(Work item): Output exactly the lines that run from the top of the entries to the line holding "batch run did.", including both of those lines.

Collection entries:
• • • • • • •

//! Single-stream catchup.
//!
//! A [`StreamCatchup`] fetches one batch at a time from its stream. Its
//! subscriptions are grouped by the cursor their projections stand at, and
//! each group gets its own batch from that cursor. A subscriber stuck on a
//! failure it chose to skip therefore never holds the others back, and
//! subscribers that joined at different times never double-apply an item.
//!
//! Runs are single-flight: a [`Catchup::run_single_batch`] call made while
//! another is in flight returns a skipped [`BatchOutcome`] straight away.

use crate::CatchupError;
use crate::metrics::CatchupMetrics;
use crate::poll::PollHandle;
use crate::subscription::{SharedSubscription, Subscriber, SubscriptionHandle, SubscriptionRegistry};
use alluvial_core::cursor::{Cursor, CursorPosition};
use alluvial_core::stream::{Query, SharedStream, Stream};
use futures::future::{self, BoxFuture};
use std::sync::Arc;
use std::sync::atomic::{AtomicBool, Ordering};
use std::time::{Duration, Instant};

/// What a single batch run did.
#[derive(Clone, Copy, Debug, Default, PartialEq, Eq)]
pub struct BatchOutcome {
    /// Items fetched from the stream (upstream items for multi-stream
    /// catchups).
    pub fetched: usize,
    /// Items aggregated into projections, summed over subscriptions.
    pub applied: usize,
    /// Another run was already in flight, so nothing was done.
    pub skipped: bool,
}

impl BatchOutcome {
    /// The outcome of a run that found another one in flight.
    #[must_use]
    pub const fn skipped() -> Self {
        Self {
            fetched: 0,
            applied: 0,
            skipped: true,
        }
    }
}

/// A catchup that can be driven one batch at a time.
pub trait Catchup: Send + Sync {
    /// Fetch and apply one batch.
    ///
    /// # Errors
    ///
    /// Fetch and store failures, and aggregation failures no error handler
    /// marked as handled. Subscriptions that did not fail still keep what
    /// they applied.
    fn run_single_batch(&self) -> BoxFuture<'_, Result<BatchOutcome, CatchupError>>;

    /// Run batches until one applies nothing, returning the total applied.
    ///
    /// On an endless stream this returns as soon as a batch comes back
    /// empty, not when the stream is exhausted. Subscribers that keep
    /// failing with handled errors apply nothing, so they do not keep this
    /// loop alive.
    ///
    /// # Errors
    ///
    /// The first error from [`run_single_batch`](Self::run_single_batch).
    fn run_until_caught_up(&self) -> BoxFuture<'_, Result<usize, CatchupError>> {
        Box::pin(async move {
            let mut total = 0;
            loop {
                let outcome = self.run_single_batch().await?;
                total += outcome.applied;
                if outcome.skipped || outcome.applied == 0 {
                    return Ok(total);
                }
            }
        })
    }

    /// Run [`run_until_caught_up`](Self::run_until_caught_up) in the
    /// background, sleeping `interval` between cycles.
    fn poll(self: Arc<Self>, interval: Duration) -> PollHandle
    where
        Self: Sized + 'static,
    {
        PollHandle::spawn(self, interval)
    }
}

/// Clears the in-flight flag when a run finishes, fails or is dropped.
pub(crate) struct RunGuard<'a>(&'a AtomicBool);

impl<'a> RunGuard<'a> {
    pub(crate) fn try_acquire(flag: &'a AtomicBool) -> Option<Self> {
        flag.compare_exchange(false, true, Ordering::AcqRel, Ordering::Acquire)
            .ok()
            .map(|_| Self(flag))
    }
}

impl Drop for RunGuard<'_> {
    fn drop(&mut self) {
        self.0.store(false, Ordering::Release);
    }
}

#[derive(Clone, Copy, Debug, Default)]
pub(crate) struct StreamOutcome {
    pub(crate) fetched: usize,
    pub(crate) applied: usize,
    /// Some fetch came back with a full batch, so more may be waiting.
    pub(crate) full: bool,
}

type CursorGroup<D, P> = (Cursor<P>, Vec<SharedSubscription<D, P>>);

/// Group subscriptions whose projections stand at the same cursor.
fn group_by_cursor<D, P>(
    cursors: Vec<Cursor<P>>,
    subscriptions: &[SharedSubscription<D, P>],
) -> Vec<CursorGroup<D, P>>
where
    P: CursorPosition,
{
    let mut groups: Vec<CursorGroup<D, P>> = Vec::new();
    for (cursor, subscription) in cursors.into_iter().zip(subscriptions) {
        match groups.iter_mut().find(|(start, _)| *start == cursor) {
            Some((_, members)) => members.push(Arc::clone(subscription)),
            None => groups.push((cursor, vec![Arc::clone(subscription)])),
        }
    }
    groups
}

/// Fetch one batch of `stream` for `subscriptions` and apply it to each.
///
/// Subscriptions standing at the same cursor share a fetch from there, so a
/// subscription that keeps failing only ever re-reads its own window. Every
/// group runs even when another fails; the first failure is returned once
/// all have run.
pub(crate) async fn catch_up_stream<D, P>(
    stream: &dyn Stream<Data = D, Position = P>,
    subscriptions: &[SharedSubscription<D, P>],
    batch_size: Option<usize>,
) -> Result<StreamOutcome, CatchupError>
where
    D: Send + Sync + 'static,
    P: CursorPosition,
{
    let key = stream.id();
    let origin = stream.new_cursor();

    let cursors = future::try_join_all(
        subscriptions
            .iter()
            .map(|subscription| subscription.cursor(key, &origin)),
    )
    .await?;
    let groups = group_by_cursor(cursors, subscriptions);

    let results = future::join_all(
        groups
            .into_iter()
            .map(|(start, members)| catch_up_group(stream, start, members, batch_size, &origin)),
    )
    .await;

    let mut total = StreamOutcome::default();
    let mut first_error = None;
    for result in results {
        match result {
            Ok(outcome) => {
                total.fetched += outcome.fetched;
                total.applied += outcome.applied;
                total.full |= outcome.full;
            }
            Err(error) => {
                if first_error.is_none() {
                    first_error = Some(error);
                }
            }
        }
    }

    first_error.map_or(Ok(total), Err)
}
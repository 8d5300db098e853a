//! Distributor configuration.
//!
//! # Example
//!
//! ```rust
//! use alluvial_runtime::config::DistributorConfig;
//! use std::time::Duration;
//!
//! let config = DistributorConfig::default()
//!     .with_max_degree_of_parallelism(2)
//!     .with_wait_interval(Duration::from_millis(250));
//!
//! assert!(config.validate().is_ok());
//! ```
//!
//! # Environment
//!
//! [`DistributorConfig::from_env`] starts from the defaults and overrides
//! them from:
//!
//! | Variable | Field |
//! |---|---|
//! | `ALLUVIAL_MAX_PARALLELISM` | `max_degree_of_parallelism` |
//! | `ALLUVIAL_WAIT_INTERVAL_MS` | `wait_interval` |
//! | `ALLUVIAL_LEASE_DURATION_MS` | `lease_duration` |
//! | `ALLUVIAL_RECEIVE_TIMEOUT_MS` | `receive_timeout` |

use crate::retry::RetryPolicy;
use alluvial_core::TimeDelta;
use std::fmt::Display;
use std::str::FromStr;
use std::time::Duration;
use thiserror::Error;

/// Environment variable for [`DistributorConfig::max_degree_of_parallelism`].
pub const MAX_PARALLELISM_VAR: &str = "ALLUVIAL_MAX_PARALLELISM";
/// Environment variable for [`DistributorConfig::wait_interval`], in milliseconds.
pub const WAIT_INTERVAL_VAR: &str = "ALLUVIAL_WAIT_INTERVAL_MS";
/// Environment variable for [`DistributorConfig::lease_duration`], in milliseconds.
pub const LEASE_DURATION_VAR: &str = "ALLUVIAL_LEASE_DURATION_MS";
/// Environment variable for [`DistributorConfig::receive_timeout`], in milliseconds.
pub const RECEIVE_TIMEOUT_VAR: &str = "ALLUVIAL_RECEIVE_TIMEOUT_MS";

/// Invalid distributor configuration.
#[derive(Error, Debug, Clone, PartialEq, Eq)]
pub enum ConfigError {
    /// An environment variable could not be parsed.
    #[error("Invalid value {value:?} for {var}: {reason}")]
    Invalid {
        /// The variable name.
        var: String,
        /// The rejected value.
        value: String,
        /// Why it was rejected.
        reason: String,
    },

    /// A setting that must be positive was zero.
    #[error("{field} must be greater than zero")]
    Zero {
        /// The offending setting.
        field: &'static str,
    },
}

/// Settings for a [`Distributor`](crate::Distributor).
///
/// # Default Values
///
/// - `max_degree_of_parallelism`: 5 (capped at the pool size)
/// - `wait_interval`: 1 second, both the idle back-off and the post-release
///   cooldown of a resource
/// - `lease_duration`: 1 minute
/// - `receive_timeout`: 10 minutes
/// - `release_retry`: [`RetryPolicy::default`]
#[derive(Debug, Clone, PartialEq)]
pub struct DistributorConfig {
    /// Maximum number of worker loops.
    pub max_degree_of_parallelism: usize,
    /// Sleep between empty acquisition attempts, and the cooldown before a
    /// released resource can be granted again.
    pub wait_interval: Duration,
    /// How long each lease lasts unless extended.
    pub lease_duration: Duration,
    /// Hard cap on a single receiver invocation.
    pub receive_timeout: Duration,
    /// Retry policy for releasing leases.
    pub release_retry: RetryPolicy,
}

impl Default for DistributorConfig {
    fn default() -> Self {
        Self {
            max_degree_of_parallelism: 5,
            wait_interval: Duration::from_secs(1),
            lease_duration: Duration::from_secs(60),
            receive_timeout: Duration::from_secs(600),
            release_retry: RetryPolicy::default(),
        }
    }
}

impl DistributorConfig {
    /// Set the maximum number of worker loops.
    #[must_use]
    pub const fn with_max_degree_of_parallelism(mut self, max: usize) -> Self {
        self.max_degree_of_parallelism = max;
        self
    }

    /// Set the wait interval.
    #[must_use]
    pub const fn with_wait_interval(mut self, interval: Duration) -> Self {
        self.wait_interval = interval;
        self
    }

    /// Set the lease duration.
    #[must_use]
    pub const fn with_lease_duration(mut self, duration: Duration) -> Self {
        self.lease_duration = duration;
        self
    }

    /// Set the receive timeout.
    #[must_use]
    pub const fn with_receive_timeout(mut self, timeout: Duration) -> Self {
        self.receive_timeout = timeout;
        self
    }

    /// Set the release retry policy.
    #[must_use]
    pub fn with_release_retry(mut self, policy: RetryPolicy) -> Self {
        self.release_retry = policy;
        self
    }

    /// Load from the process environment. See the [module docs](self).
    ///
    /// # Errors
    ///
    /// Returns [`ConfigError`] for unparsable or zero values.
    pub fn from_env() -> Result<Self, ConfigError> {
        Self::from_lookup(|var| std::env::var(var).ok())
    }

    /// Load from any variable source, for example a parsed config file.
    ///
    /// # Errors
    ///
    /// Returns [`ConfigError`] for unparsable or zero values.
    pub fn from_lookup(lookup: impl Fn(&str) -> Option<String>) -> Result<Self, ConfigError> {
        let mut config = Self::default();

        if let Some(max) = parse_var::<usize>(&lookup, MAX_PARALLELISM_VAR)? {
            config.max_degree_of_parallelism = max;
        }
        if let Some(ms) = parse_var::<u64>(&lookup, WAIT_INTERVAL_VAR)? {
            config.wait_interval = Duration::from_millis(ms);
        }
        if let Some(ms) = parse_var::<u64>(&lookup, LEASE_DURATION_VAR)? {
            config.lease_duration = Duration::from_millis(ms);
        }
        if let Some(ms) = parse_var::<u64>(&lookup, RECEIVE_TIMEOUT_VAR)? {
            config.receive_timeout = Duration::from_millis(ms);
        }

        config.validate()?;
        Ok(config)
    }

    /// Check the settings make sense together.
    ///
    /// # Errors
    ///
    /// Returns [`ConfigError::Zero`] if the parallelism, lease duration or
    /// receive timeout is zero.
    pub const fn validate(&self) -> Result<(), ConfigError> {
        if self.max_degree_of_parallelism == 0 {
            return Err(ConfigError::Zero {
                field: "max_degree_of_parallelism",
            });
        }
        if self.lease_duration.is_zero() {
            return Err(ConfigError::Zero {
                field: "lease_duration",
            });
        }
        if self.receive_timeout.is_zero() {
            return Err(ConfigError::Zero {
                field: "receive_timeout",
            });
        }
        Ok(())
    }

    /// The lease duration as a signed span.
    #[must_use]
    pub fn lease_time(&self) -> TimeDelta {
        to_time_delta(self.lease_duration)
    }

    /// The post-release cooldown as a signed span.
    #[must_use]
    pub fn cooldown(&self) -> TimeDelta {
        to_time_delta(self.wait_interval)
    }
}

fn to_time_delta(duration: Duration) -> TimeDelta {
    TimeDelta::from_std(duration).unwrap_or(TimeDelta::MAX)
}

fn parse_var<T>(lookup: &impl Fn(&str) -> Option<String>, var: &str) -> Result<Option<T>, ConfigError>
where
    T: FromStr,
    T::Err: Display,
{
    let Some(raw) = lookup(var) else {
        return Ok(None);
    };
    raw.trim()
        .parse()
        .map(Some)
        .map_err(|e: T::Err| ConfigError::Invalid {
            var: var.to_string(),
            value: raw.clone(),
            reason: e.to_string(),
        })
}
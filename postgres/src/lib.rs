//! `PostgreSQL` adapters for Alluvial.
//!
//! - [`PostgresLeaseBroker`]: lease pools shared across processes. Acquiring
//!   is a single `UPDATE ... FROM (SELECT ... FOR UPDATE SKIP LOCKED)`
//!   statement, so competing brokers never grant the same resource twice.
//! - [`PostgresProjectionStore`]: projections with their cursors.
//! - [`PostgresCursorStore`]: named cursors, for multi-stream upstreams.
//!
//! Values, cursors and resources are stored as `bincode` blobs. Run
//! [`schema::migrate`] once before use.
//!
//! # Example
//!
//! ```no_run
//! use alluvial_core::Leasable;
//! use alluvial_postgres::{PostgresLeaseBroker, schema};
//!
//! # async fn example() -> Result<(), Box<dyn std::error::Error>> {
//! let pool = sqlx::PgPool::connect("postgres://localhost/alluvial").await?;
//! schema::migrate(&pool).await?;
//!
//! let broker = PostgresLeaseBroker::<u32>::new(pool, "shards");
//! broker.register((0..8).map(|shard| Leasable::new(format!("shard-{shard}"), shard))).await?;
//! # Ok(())
//! # }
//! ```

#![forbid(unsafe_code)]
#![warn(missing_docs)]

mod codec;
pub mod cursor_store;
pub mod lease_broker;
pub mod projection_store;
pub mod schema;

pub use cursor_store::PostgresCursorStore;
pub use lease_broker::PostgresLeaseBroker;
pub use projection_store::PostgresProjectionStore;
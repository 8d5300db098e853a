//! `PostgreSQL` cursor store.

use crate::codec::{decode, encode, storage};
use alluvial_core::cursor::{Cursor, CursorPosition};
use alluvial_core::projection::{CursorStore, StoreError};
use alluvial_core::BoxFuture;
use serde::Serialize;
use serde::de::DeserializeOwned;
use sqlx::{PgPool, Row};
use std::marker::PhantomData;

/// Named cursors stored in `alluvial_cursors`.
pub struct PostgresCursorStore<P> {
    pool: PgPool,
    _position: PhantomData<fn() -> P>,
}

impl<P> Clone for PostgresCursorStore<P> {
    fn clone(&self) -> Self {
        Self {
            pool: self.pool.clone(),
            _position: PhantomData,
        }
    }
}

impl<P> PostgresCursorStore<P> {
    /// A store over `pool`.
    #[must_use]
    pub const fn new(pool: PgPool) -> Self {
        Self {
            pool,
            _position: PhantomData,
        }
    }
}

impl<P> CursorStore<P> for PostgresCursorStore<P>
where
    P: CursorPosition + Serialize + DeserializeOwned,
{
    fn load<'a>(&'a self, name: &'a str) -> BoxFuture<'a, Result<Option<Cursor<P>>, StoreError>> {
        Box::pin(async move {
            let row = sqlx::query("SELECT cursor FROM alluvial_cursors WHERE name = $1")
                .bind(name)
                .fetch_optional(&self.pool)
                .await
                .map_err(|e| storage(&e))?;

            match row {
                Some(row) => {
                    let bytes: Vec<u8> = row.try_get("cursor").map_err(|e| storage(&e))?;
                    Ok(Some(decode(&bytes)?))
                }
                None => Ok(None),
            }
        })
    }

    fn save<'a>(&'a self, name: &'a str, cursor: &'a Cursor<P>) -> BoxFuture<'a, Result<(), StoreError>> {
        Box::pin(async move {
            let bytes = encode(&cursor.writable())?;
            sqlx::query(
                r"
                INSERT INTO alluvial_cursors (name, cursor)
                VALUES ($1, $2)
                ON CONFLICT (name) DO UPDATE SET cursor = EXCLUDED.cursor, updated_at = now()
                ",
            )
            .bind(name)
            .bind(bytes)
            .execute(&self.pool)
            .await
            .map_err(|e| storage(&e))?;
            Ok(())
        })
    }
}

• • • • • • •

(Reply):
//! Single-stream catchup.
//!
//! A [`StreamCatchup`] fetches one batch at a time from its stream. Its
//! subscriptions are grouped by the cursor their projections stand at, and
//! each group gets its own batch from that cursor. A subscriber stuck on a
//! failure it chose to skip therefore never holds the others back, and
//! subscribers that joined at different times never double-apply an item.
//!
//! Runs are single-flight: a [`Catchup::run_single_batch`] call made while
//! another is in flight returns a skipped [`BatchOutcome`] straight away.

use crate::CatchupError;
use crate::metrics::CatchupMetrics;
use crate::poll::PollHandle;
use crate::subscription::{SharedSubscription, Subscriber, SubscriptionHandle, SubscriptionRegistry};
use alluvial_core::cursor::{Cursor, CursorPosition};
use alluvial_core::stream::{Query, SharedStream, Stream};
use futures::future::{self, BoxFuture};
use std::sync::Arc;
use std::sync::atomic::{AtomicBool, Ordering};
use std::time::{Duration, Instant};

/// What a single batch run did.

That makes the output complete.